Picture: Ranno Tingas

This is a question that all investors ask themselves sooner or later. Ideally, it should already be decided when making an investment, but often, there is still time and a reason to think about it at a later stage. Fortunately, you can transfer your investment to a company later, but it needs to be done correctly.

The advantage of investing as a private person is its simplicity and the minimal bureaucracy involved. Therefore, new types of investment and investing platforms are at first often tried out as a private person. However, if volumes and revenues start growing, the question unfortunately arises eventually about whether investing as a private person is still sensible. This is because any interest income of a private person is immediately subject to taxation and, unfortunately, it is not possible to offset the gains and losses incurred by a crowdfunding platform. In addition, the deductibility of expenses is very limited for private persons and the risks are borne entirely by their assets. An important advantage that companies have is that income tax is paid only when distributing the profit and not when earning it. Thus, companies have obvious tax advantages, but also higher administration costs (time and money). With regard to the income tax rate, there is no difference in the taxation of interest income – the same tax rate applies to companies and private persons. In both cases, the income tax rate is 20%, but for private persons, it is calculated on the basis of gross income and for businesses, from net income (hence, the tax rate here is 20/80).

Investments can be transferred to your company as a sales transaction or non-monetary contribution. 

Generally, the sales transaction option is more reasonable, as it enables to receive tax-free money from the company in the extent of the selling price of the investment. The transfer of an investment to your company through a non-monetary contribution is more bureaucratic, but in this case, no money is being moved. A free transfer or donation of investments to your company is not reasonable for a number of reasons. As an investment made through crowdfunding is essentially a loan, then we are talking about transferring a debt claim from a private person to their company. The transfer of an investment must be properly documented for the accounting of the company and for taxation purposes so that it would later be clear what was going on and what transaction it was.

If the decision on the form of the transfer of investment is made, then the issue of the price arises next. The general tax principle is that transactions between the involved parties must take place in market prices. Therefore, it is necessary to figure out the market price of your investment. However, it can be difficult to determine this and an assessment will not be worthwhile in the case of smaller amounts. Therefore, taking a risk and using the offer price, nominal value, and residual value of the investment at the secondary market can be a useful benchmark. It must be considered that a profitable sale of investment to a company makes the private person liable for income tax. Caution should be taken with investments whose actual market value is lower than the nominal value because selling them to a company for a higher price than the market value (albeit for nominal value, for example) creates a tax risk for the company.
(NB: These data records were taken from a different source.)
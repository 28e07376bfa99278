//! Builders for type declarations.
//!
//! [`TypeBuilder`] offers a fluent API for describing a class or interface: its type
//! parameters, supertype, interfaces, fields and methods. Type expressions may be given as
//! text, in which case they are parsed with the declaring type's own parameters (and, for
//! methods, the method's type parameters) in scope.
//!
//! # Example
//!
//! ```rust
//! use genscope::declaration::TypeBuilder;
//! use genscope::shape::TypeShape;
//!
//! let pair = TypeBuilder::new("demo.Pair")
//!     .parameters(["A", "B"])
//!     .extends("demo.Entry<B>")
//!     .field("first", "A")
//!     .method("swap", |method| method.returns("demo.Pair<B, A>"))
//!     .build()?;
//!
//! assert_eq!(
//!     pair.supertype,
//!     Some(TypeShape::parameterized(
//!         "demo.Entry",
//!         vec![TypeShape::variable("demo.Pair", "B")]
//!     ))
//! );
//! # Ok::<(), genscope::Error>(())
//! ```

use crate::{
    declaration::{FieldDeclaration, MethodDeclaration, TypeDeclaration},
    shape::{parse_shape, TypeId, TypeShape, VariableScope},
    Result,
};

/// A type expression that is either already a shape or still text
#[derive(Debug, Clone)]
pub enum ShapeSource {
    /// Text, parsed with the declaring scope on build
    Text(String),
    /// A ready shape, taken as is
    Shape(TypeShape),
}

impl ShapeSource {
    fn resolve(self, scope: &VariableScope) -> Result<TypeShape> {
        match self {
            ShapeSource::Text(text) => parse_shape(&text, scope),
            ShapeSource::Shape(shape) => Ok(shape),
        }
    }
}

impl From<&str> for ShapeSource {
    fn from(text: &str) -> Self {
        ShapeSource::Text(text.to_string())
    }
}

impl From<String> for ShapeSource {
    fn from(text: String) -> Self {
        ShapeSource::Text(text)
    }
}

impl From<TypeShape> for ShapeSource {
    fn from(shape: TypeShape) -> Self {
        ShapeSource::Shape(shape)
    }
}

/// Provides a fluent API for building a [`TypeDeclaration`]
pub struct TypeBuilder {
    id: TypeId,
    parameters: Vec<String>,
    supertype: Option<ShapeSource>,
    interfaces: Vec<ShapeSource>,
    fields: Vec<(String, ShapeSource)>,
    methods: Vec<MethodBuilder>,
}

impl TypeBuilder {
    /// Start building the declaration of `id`
    ///
    /// ## Arguments
    /// * 'id' - The qualified name of the declared type
    pub fn new(id: impl Into<TypeId>) -> Self {
        TypeBuilder {
            id: id.into(),
            parameters: Vec::new(),
            supertype: None,
            interfaces: Vec::new(),
            fields: Vec::new(),
            methods: Vec::new(),
        }
    }

    /// Set the declared type parameters
    ///
    /// ## Arguments
    /// * 'parameters' - The parameter names, in declaration order
    #[must_use]
    pub fn parameters<I, S>(mut self, parameters: I) -> Self
    where
        I: IntoIterator<Item = S>,
        S: Into<String>,
    {
        self.parameters = parameters.into_iter().map(Into::into).collect();
        self
    }

    /// Set the direct supertype
    #[must_use]
    pub fn extends(mut self, supertype: impl Into<ShapeSource>) -> Self {
        self.supertype = Some(supertype.into());
        self
    }

    /// Add a direct superinterface
    #[must_use]
    pub fn implements(mut self, interface: impl Into<ShapeSource>) -> Self {
        self.interfaces.push(interface.into());
        self
    }

    /// Add a field
    ///
    /// ## Arguments
    /// * 'name'    - The field name
    /// * 'shape'   - The declared field type
    #[must_use]
    pub fn field(mut self, name: impl Into<String>, shape: impl Into<ShapeSource>) -> Self {
        self.fields.push((name.into(), shape.into()));
        self
    }

    /// Add a method, configured through `configure`
    ///
    /// ## Arguments
    /// * 'name'        - The method name
    /// * 'configure'   - Sets up the method signature
    #[must_use]
    pub fn method<F>(mut self, name: impl Into<String>, configure: F) -> Self
    where
        F: FnOnce(MethodBuilder) -> MethodBuilder,
    {
        self.methods.push(configure(MethodBuilder::new(name)));
        self
    }

    /// Parse all expressions and produce the declaration
    ///
    /// # Errors
    /// Returns [`crate::Error::Malformed`] if any textual expression does not parse
    pub fn build(self) -> Result<TypeDeclaration> {
        let scope = VariableScope::for_type(self.id.clone(), self.parameters.iter().cloned());

        let supertype = self
            .supertype
            .map(|source| source.resolve(&scope))
            .transpose()?;
        let interfaces = self
            .interfaces
            .into_iter()
            .map(|source| source.resolve(&scope))
            .collect::<Result<Vec<_>>>()?;
        let fields = self
            .fields
            .into_iter()
            .map(|(name, source)| {
                Ok(FieldDeclaration {
                    name,
                    shape: source.resolve(&scope)?,
                })
            })
            .collect::<Result<Vec<_>>>()?;
        let methods = self
            .methods
            .into_iter()
            .map(|method| method.build(&self.id, &scope))
            .collect::<Result<Vec<_>>>()?;

        Ok(TypeDeclaration {
            id: self.id,
            parameters: self.parameters,
            supertype,
            interfaces,
            fields,
            methods,
        })
    }
}

/// Provides a fluent API for describing a method signature
pub struct MethodBuilder {
    name: String,
    type_parameters: Vec<String>,
    parameters: Vec<ShapeSource>,
    return_type: Option<ShapeSource>,
    exceptions: Vec<ShapeSource>,
}

impl MethodBuilder {
    /// Start describing the method `name`, returning `void` by default
    pub fn new(name: impl Into<String>) -> Self {
        MethodBuilder {
            name: name.into(),
            type_parameters: Vec::new(),
            parameters: Vec::new(),
            return_type: None,
            exceptions: Vec::new(),
        }
    }

    /// Set the method's own type parameters
    #[must_use]
    pub fn type_parameters<I, S>(mut self, parameters: I) -> Self
    where
        I: IntoIterator<Item = S>,
        S: Into<String>,
    {
        self.type_parameters = parameters.into_iter().map(Into::into).collect();
        self
    }

    /// Add a parameter
    #[must_use]
    pub fn parameter(mut self, shape: impl Into<ShapeSource>) -> Self {
        self.parameters.push(shape.into());
        self
    }

    /// Set the return type
    #[must_use]
    pub fn returns(mut self, shape: impl Into<ShapeSource>) -> Self {
        self.return_type = Some(shape.into());
        self
    }

    /// Add a declared exception
    #[must_use]
    pub fn throws(mut self, shape: impl Into<ShapeSource>) -> Self {
        self.exceptions.push(shape.into());
        self
    }

    fn build(self, owner: &TypeId, type_scope: &VariableScope) -> Result<MethodDeclaration> {
        let scope = type_scope.clone().with_method(
            owner.clone(),
            self.name.clone(),
            self.type_parameters.iter().cloned(),
        );

        let parameters = self
            .parameters
            .into_iter()
            .map(|source| source.resolve(&scope))
            .collect::<Result<Vec<_>>>()?;
        let return_type = match self.return_type {
            Some(source) => source.resolve(&scope)?,
            None => TypeShape::named("void"),
        };
        let exceptions = self
            .exceptions
            .into_iter()
            .map(|source| source.resolve(&scope))
            .collect::<Result<Vec<_>>>()?;

        Ok(MethodDeclaration {
            name: self.name,
            type_parameters: self.type_parameters,
            parameters,
            return_type,
            exceptions,
        })
    }
}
Although transferring investments to your company is a permissible transaction, caution should be exercised when transferring investments to a company at a nominal price (shortly) before the end of the investment period. The tax officer may interpret it as tax evasion – being motivated by the desire to avoid interest profits as a private person and directing the profits to a company instead. In judicial practice, such income received by the company is taxed as the personal profits of a private person in the worst-case scenario.
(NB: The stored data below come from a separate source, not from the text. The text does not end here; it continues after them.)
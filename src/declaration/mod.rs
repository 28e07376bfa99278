//! Type declarations and the provider interface the hierarchy walker consumes.
//!
//! The walker never inspects types itself. Everything it needs about a class or interface
//! (declared type parameters, the direct supertype expression and the direct superinterface
//! expressions) comes from a [`DeclarationProvider`]. Member lookups used for rendering fields
//! and method signatures are optional parts of the same trait.
//!
//! # Key Components
//!
//! - [`DeclarationProvider`] - Narrow read-only interface over a set of declarations
//! - [`DeclarationTable`] - Concurrent in-memory provider backed by plain data
//! - [`TypeBuilder`] - Fluent construction of [`TypeDeclaration`]s from text expressions
//!
//! # Examples
//!
//! ```rust
//! use genscope::declaration::{DeclarationProvider, DeclarationTable, TypeBuilder};
//! use genscope::shape::TypeId;
//!
//! let table = DeclarationTable::new();
//! table.insert(
//!     TypeBuilder::new("demo.Entry")
//!         .parameters(["X"])
//!         .implements("java.lang.Comparable<X>")
//!         .build()?,
//! );
//!
//! let entry = TypeId::new("demo.Entry");
//! assert_eq!(table.declared_parameters(&entry)?, vec!["X"]);
//! assert_eq!(table.superinterface_expressions(&entry)?.len(), 1);
//! # Ok::<(), genscope::Error>(())
//! ```

mod builder;
mod table;
mod types;

pub use builder::{MethodBuilder, ShapeSource, TypeBuilder};
pub use table::{DeclarationTable, TypeDeclarationRc};
pub use types::{FieldDeclaration, MethodDeclaration, TypeDeclaration};

use crate::{
    shape::{TypeId, TypeShape},
    Result,
};

/// Read-only source of type declarations
///
/// Implementations must be deterministic: the same type id always yields the same
/// parameters and expressions, and superinterfaces are returned in a stable order.
pub trait DeclarationProvider: Send + Sync {
    /// The declared type parameter names of `type_id`, in order
    ///
    /// # Errors
    /// Returns [`crate::Error::TypeNotFound`] if the type is not declared
    fn declared_parameters(&self, type_id: &TypeId) -> Result<Vec<String>>;

    /// The direct supertype expression of `type_id`, `None` if it has none
    ///
    /// # Errors
    /// Returns [`crate::Error::TypeNotFound`] if the type is not declared
    fn supertype_expression(&self, type_id: &TypeId) -> Result<Option<TypeShape>>;

    /// The direct superinterface expressions of `type_id`
    ///
    /// # Errors
    /// Returns [`crate::Error::TypeNotFound`] if the type is not declared
    fn superinterface_expressions(&self, type_id: &TypeId) -> Result<Vec<TypeShape>>;

    /// A field declared directly on `type_id`
    fn field(&self, _type_id: &TypeId, _name: &str) -> Option<FieldDeclaration> {
        None
    }

    /// A method declared directly on `type_id`
    fn method(&self, _type_id: &TypeId, _name: &str) -> Option<MethodDeclaration> {
        None
    }
}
In conclusion, there is no simple formula to tell whether it is better to invest as a private person or through a company. However, in crowdfunding, it is more economical to use a business when dealing with larger investments. It is the individual duty of every investor to define the ‘larger investment’ that would outweigh the extra bureaucracy and additional costs.

Check our FAQ ‘Investment account’ section, where you can find answers to the following:

  • Moving investments from one investment account to another.
  • How to transfer money from one investment account to another?
  • Multiple investment accounts: private and business account.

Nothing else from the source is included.